#### [WHAT IS NEEDED]
Each record must be retyped word for word.

[Data excerpts]
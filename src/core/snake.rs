//! Snake engine.
//!
//! The snake starts four cells long in the middle of the field heading
//! right. Each tick the head advances one cell; eating an apple grows the
//! body by one and scores a point. Hitting a wall or the body loses; a body
//! covering the whole field (200 cells) wins. Direction changes are
//! buffered and applied at the next tick, with instant reversals rejected.

use std::collections::VecDeque;

use crate::core::field::Field;
use crate::core::fsm::GameCore;
use crate::core::scoring;
use crate::core::snapshot::GameSnapshot;
use crate::highscore::HighScoreStore;
use crate::types::{
    Direction, GameStatus, UserAction, CELL_BLOCK, CELL_ITEM, FIELD_HEIGHT, FIELD_WIDTH,
    SNAKE_INITIAL_LENGTH, SNAKE_MAX_LENGTH, SNAKE_SCORE_FILE,
};

use crate::core::rng::SimpleRng;

/// Row the snake spawns on and the column of its tail cell.
const SPAWN_ROW: i8 = 10;
const SPAWN_TAIL_X: i8 = 3;

#[derive(Debug)]
pub struct SnakeEngine {
    field: Field,
    /// Body cells, head at the front.
    body: VecDeque<(i8, i8)>,
    direction: Direction,
    /// Direction requested since the last tick, applied at the next one.
    next_direction: Direction,
    apple: (i8, i8),
    accelerated: bool,
    rng: SimpleRng,
    score: u32,
    high_score: u32,
    level: u32,
    speed_ms: u32,
    status: GameStatus,
    max_length: usize,
    store: HighScoreStore,
}

impl SnakeEngine {
    pub fn new(seed: u32) -> Self {
        Self::with_store(seed, HighScoreStore::new(SNAKE_SCORE_FILE))
    }

    /// Engine with an explicit score store (tests point this at a temp file).
    pub fn with_store(seed: u32, store: HighScoreStore) -> Self {
        let high_score = store.load();
        let mut engine = Self {
            field: Field::new(),
            body: VecDeque::with_capacity(SNAKE_MAX_LENGTH),
            direction: Direction::Right,
            next_direction: Direction::Right,
            apple: (0, 0),
            accelerated: false,
            rng: SimpleRng::new(seed),
            score: 0,
            high_score,
            level: 1,
            speed_ms: scoring::speed_for_level(1),
            status: GameStatus::Ready,
            max_length: SNAKE_MAX_LENGTH,
            store,
        };
        engine.reset();
        engine
    }

    pub fn score(&self) -> u32 {
        self.score
    }

    pub fn level(&self) -> u32 {
        self.level
    }

    pub fn body_len(&self) -> usize {
        self.body.len()
    }

    pub fn head(&self) -> (i8, i8) {
        *self.body.front().unwrap_or(&(0, 0))
    }

    /// Tick interval with acceleration applied.
    fn effective_speed(&self) -> u32 {
        if self.accelerated {
            self.speed_ms / 2
        } else {
            self.speed_ms
        }
    }

    /// Pick a uniformly random free cell for the apple by rejection
    /// sampling. Callers guarantee at least one free cell exists.
    fn place_apple(&mut self) {
        loop {
            let x = self.rng.next_range(FIELD_WIDTH as u32) as i8;
            let y = self.rng.next_range(FIELD_HEIGHT as u32) as i8;
            if self.field.is_free(x, y) {
                self.apple = (x, y);
                self.field.set(x, y, CELL_ITEM);
                return;
            }
        }
    }

    fn persist_high_score(&mut self) {
        if self.score > self.high_score {
            self.high_score = self.score;
            self.store.save(self.high_score);
        }
    }

    /// Advance the head one cell: the whole move/eat/collide step.
    fn step(&mut self) {
        self.direction = self.next_direction;
        let (dx, dy) = self.direction.offset();
        let (hx, hy) = self.head();
        let new_head = (hx + dx, hy + dy);

        if !Field::is_inside(new_head.0, new_head.1) {
            self.status = GameStatus::Lost;
            self.persist_high_score();
            return;
        }

        let growing = new_head == self.apple;
        if !growing {
            // The tail vacates its cell this tick, so moving into it is legal.
            if let Some((tx, ty)) = self.body.pop_back() {
                self.field.set(tx, ty, crate::types::CELL_EMPTY);
            }
        }

        if self.field.get(new_head.0, new_head.1) == Some(CELL_BLOCK) {
            self.status = GameStatus::Lost;
            self.persist_high_score();
            return;
        }

        self.body.push_front(new_head);
        self.field.set(new_head.0, new_head.1, CELL_BLOCK);

        if growing {
            self.score += 1;
            self.persist_high_score();
            if self.body.len() >= self.max_length {
                self.status = GameStatus::Won;
                return;
            }
            self.level = scoring::snake_level(self.score);
            self.speed_ms = scoring::speed_for_level(self.level);
            self.place_apple();
        }
    }

    #[cfg(test)]
    pub(crate) fn force_apple(&mut self, x: i8, y: i8) {
        let (ax, ay) = self.apple;
        self.field.set(ax, ay, crate::types::CELL_EMPTY);
        self.apple = (x, y);
        self.field.set(x, y, CELL_ITEM);
    }

    #[cfg(test)]
    pub(crate) fn set_max_length_for_test(&mut self, max: usize) {
        self.max_length = max;
    }
}

impl GameCore for SnakeEngine {
    fn reset(&mut self) {
        self.field.clear();
        self.body.clear();
        // Tail at x=3, head at x=6, all on the middle row, heading right.
        for i in 0..SNAKE_INITIAL_LENGTH as i8 {
            let x = SPAWN_TAIL_X + i;
            self.body.push_front((x, SPAWN_ROW));
            self.field.set(x, SPAWN_ROW, CELL_BLOCK);
        }
        self.direction = Direction::Right;
        self.next_direction = Direction::Right;
        self.accelerated = false;
        self.score = 0;
        self.high_score = self.store.load();
        self.level = 1;
        self.speed_ms = scoring::speed_for_level(1);
        self.status = GameStatus::Ready;
        self.place_apple();
    }

    fn begin(&mut self) {
        self.status = GameStatus::Running;
    }

    fn tick(&mut self) {
        if self.status != GameStatus::Running {
            return;
        }
        self.step();
    }

    fn handle_action(&mut self, action: UserAction, hold: bool) {
        if self.status != GameStatus::Running {
            return;
        }
        if action == UserAction::Action {
            self.accelerated = hold;
            return;
        }
        if let Some(dir) = Direction::from_action(action) {
            if dir != self.direction.opposite() {
                self.next_direction = dir;
            }
        }
    }

    fn pause(&mut self) {
        if self.status == GameStatus::Running {
            self.status = GameStatus::Paused;
        }
    }

    fn resume(&mut self) {
        if self.status == GameStatus::Paused {
            self.status = GameStatus::Running;
        }
    }

    fn terminate(&mut self) {
        if !self.status.is_terminal() {
            self.status = GameStatus::Lost;
            self.persist_high_score();
        }
    }

    fn status(&self) -> GameStatus {
        self.status
    }

    fn write_snapshot(&self, out: &mut GameSnapshot) {
        self.field.write_grid(&mut out.field);
        out.preview = None;
        out.score = self.score;
        out.high_score = self.high_score;
        out.level = self.level;
        out.speed_ms = self.effective_speed();
        out.paused = self.status == GameStatus::Paused;
        out.status = self.status;
    }
}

#### [RESULT OF THIS EXERCISE]
filename src/core/snake.rs
//! Snake engine.
//!
//! The snake starts four cells long in the middle of the field heading
//! right. Each tick the head advances one cell; eating an apple grows the
//! body by one and scores a point. Hitting a wall or the body loses; a body
//! covering the whole field (200 cells) wins. Direction changes are
//! buffered and applied at the next tick, with instant reversals rejected.

use std::collections::VecDeque;

use crate::core::field::Field;
use crate::core::fsm::GameCore;
use crate::core::scoring;
use crate::core::snapshot::GameSnapshot;
use crate::highscore::HighScoreStore;
use crate::types::{
    Direction, GameStatus, UserAction, CELL_BLOCK, CELL_ITEM, FIELD_HEIGHT, FIELD_WIDTH,
    SNAKE_INITIAL_LENGTH, SNAKE_MAX_LENGTH, SNAKE_SCORE_FILE,
};

use crate::core::rng::SimpleRng;

/// Row the snake spawns on and the column of its tail cell.
const SPAWN_ROW: i8 = 10;
const SPAWN_TAIL_X: i8 = 3;

#[derive(Debug)]
pub struct SnakeEngine {
    field: Field,
    /// Body cells, head at the front.
    body: VecDeque<(i8, i8)>,
    direction: Direction,
    /// Direction requested since the last tick, applied at the next one.
    next_direction: Direction,
    apple: (i8, i8),
    accelerated: bool,
    rng: SimpleRng,
    score: u32,
    high_score: u32,
    level: u32,
    speed_ms: u32,
    status: GameStatus,
    max_length: usize,
    store: HighScoreStore,
}

impl SnakeEngine {
    pub fn new(seed: u32) -> Self {
        Self::with_store(seed, HighScoreStore::new(SNAKE_SCORE_FILE))
    }

    /// Engine with an explicit score store (tests point this at a temp file).
    pub fn with_store(seed: u32, store: HighScoreStore) -> Self {
        let high_score = store.load();
        let mut engine = Self {
            field: Field::new(),
            body: VecDeque::with_capacity(SNAKE_MAX_LENGTH),
            direction: Direction::Right,
            next_direction: Direction::Right,
            apple: (0, 0),
            accelerated: false,
            rng: SimpleRng::new(seed),
            score: 0,
            high_score,
            level: 1,
            speed_ms: scoring::speed_for_level(1),
            status: GameStatus::Ready,
            max_length: SNAKE_MAX_LENGTH,
            store,
        };
        engine.reset();
        engine
    }

    pub fn score(&self) -> u32 {
        self.score
    }

    pub fn level(&self) -> u32 {
        self.level
    }

    pub fn body_len(&self) -> usize {
        self.body.len()
    }

    pub fn head(&self) -> (i8, i8) {
        *self.body.front().unwrap_or(&(0, 0))
    }

    /// Tick interval with acceleration applied.
    fn effective_speed(&self) -> u32 {
        if self.accelerated {
            self.speed_ms / 2
        } else {
            self.speed_ms
        }
    }

    /// Pick a uniformly random free cell for the apple by rejection
    /// sampling. Callers guarantee at least one free cell exists.
    fn place_apple(&mut self) {
        loop {
            let x = self.rng.next_range(FIELD_WIDTH as u32) as i8;
            let y = self.rng.next_range(FIELD_HEIGHT as u32) as i8;
            if self.field.is_free(x, y) {
                self.apple = (x, y);
                self.field.set(x, y, CELL_ITEM);
                return;
            }
        }
    }

    fn persist_high_score(&mut self) {
        if self.score > self.high_score {
            self.high_score = self.score;
            self.store.save(self.high_score);
        }
    }

    /// Advance the head one cell: the whole move/eat/collide step.
    fn step(&mut self) {
        self.direction = self.next_direction;
        let (dx, dy) = self.direction.offset();
        let (hx, hy) = self.head();
        let new_head = (hx + dx, hy + dy);

        if !Field::is_inside(new_head.0, new_head.1) {
            self.status = GameStatus::Lost;
            self.persist_high_score();
            return;
        }

        let growing = new_head == self.apple;
        if !growing {
            // The tail vacates its cell this tick, so moving into it is legal.
            if let Some((tx, ty)) = self.body.pop_back() {
                self.field.set(tx, ty, crate::types::CELL_EMPTY);
            }
        }

        if self.field.get(new_head.0, new_head.1) == Some(CELL_BLOCK) {
            self.status = GameStatus::Lost;
            self.persist_high_score();
            return;
        }

        self.body.push_front(new_head);
        self.field.set(new_head.0, new_head.1, CELL_BLOCK);

        if growing {
            self.score += 1;
            self.persist_high_score();
            if self.body.len() >= self.max_length {
                self.status = GameStatus::Won;
                return;
            }
            self.level = scoring::snake_level(self.score);
            self.speed_ms = scoring::speed_for_level(self.level);
            self.place_apple();
        }
    }

    #[cfg(test)]
    pub(crate) fn force_apple(&mut self, x: i8, y: i8) {
        let (ax, ay) = self.apple;
        self.field.set(ax, ay, crate::types::CELL_EMPTY);
        self.apple = (x, y);
        self.field.set(x, y, CELL_ITEM);
    }

    #[cfg(test)]
    pub(crate) fn set_max_length_for_test(&mut self, max: usize) {
        self.max_length = max;
    }
}

impl GameCore for SnakeEngine {
    fn reset(&mut self) {
        self.field.clear();
        self.body.clear();
        // Tail at x=3, head at x=6, all on the middle row, heading right.
        for i in 0..SNAKE_INITIAL_LENGTH as i8 {
            let x = SPAWN_TAIL_X + i;
            self.body.push_front((x, SPAWN_ROW));
            self.field.set(x, SPAWN_ROW, CELL_BLOCK);
        }
        self.direction = Direction::Right;
        self.next_direction = Direction::Right;
        self.accelerated = false;
        self.score = 0;
        self.high_score = self.store.load();
        self.level = 1;
        self.speed_ms = scoring::speed_for_level(1);
        self.status = GameStatus::Ready;
        self.place_apple();
    }

    fn begin(&mut self) {
        self.status = GameStatus::Running;
    }

    fn tick(&mut self) {
        if self.status != GameStatus::Running {
            return;
        }
        self.step();
    }

    fn handle_action(&mut self, action: UserAction, hold: bool) {
        if self.status != GameStatus::Running {
            return;
        }
        if action == UserAction::Action {
            self.accelerated = hold;
            return;
        }
        if let Some(dir) = Direction::from_action(action) {
            if dir != self.direction.opposite() {
                self.next_direction = dir;
            }
        }
    }

    fn pause(&mut self) {
        if self.status == GameStatus::Running {
            self.status = GameStatus::Paused;
        }
    }

    fn resume(&mut self) {
        if self.status == GameStatus::Paused {
            self.status = GameStatus::Running;
        }
    }

    fn terminate(&mut self) {
        if !self.status.is_terminal() {
            self.status = GameStatus::Lost;
            self.persist_high_score();
        }
    }

    fn status(&self) -> GameStatus {
        self.status
    }

    fn write_snapshot(&self, out: &mut GameSnapshot) {
        self.field.write_grid(&mut out.field);
        out.preview = None;
        out.score = self.score;
        out.high_score = self.high_score;
        out.level = self.level;
        out.speed_ms = self.effective_speed();
        out.paused = self.status == GameStatus::Paused;
        out.status = self.status;
    }
}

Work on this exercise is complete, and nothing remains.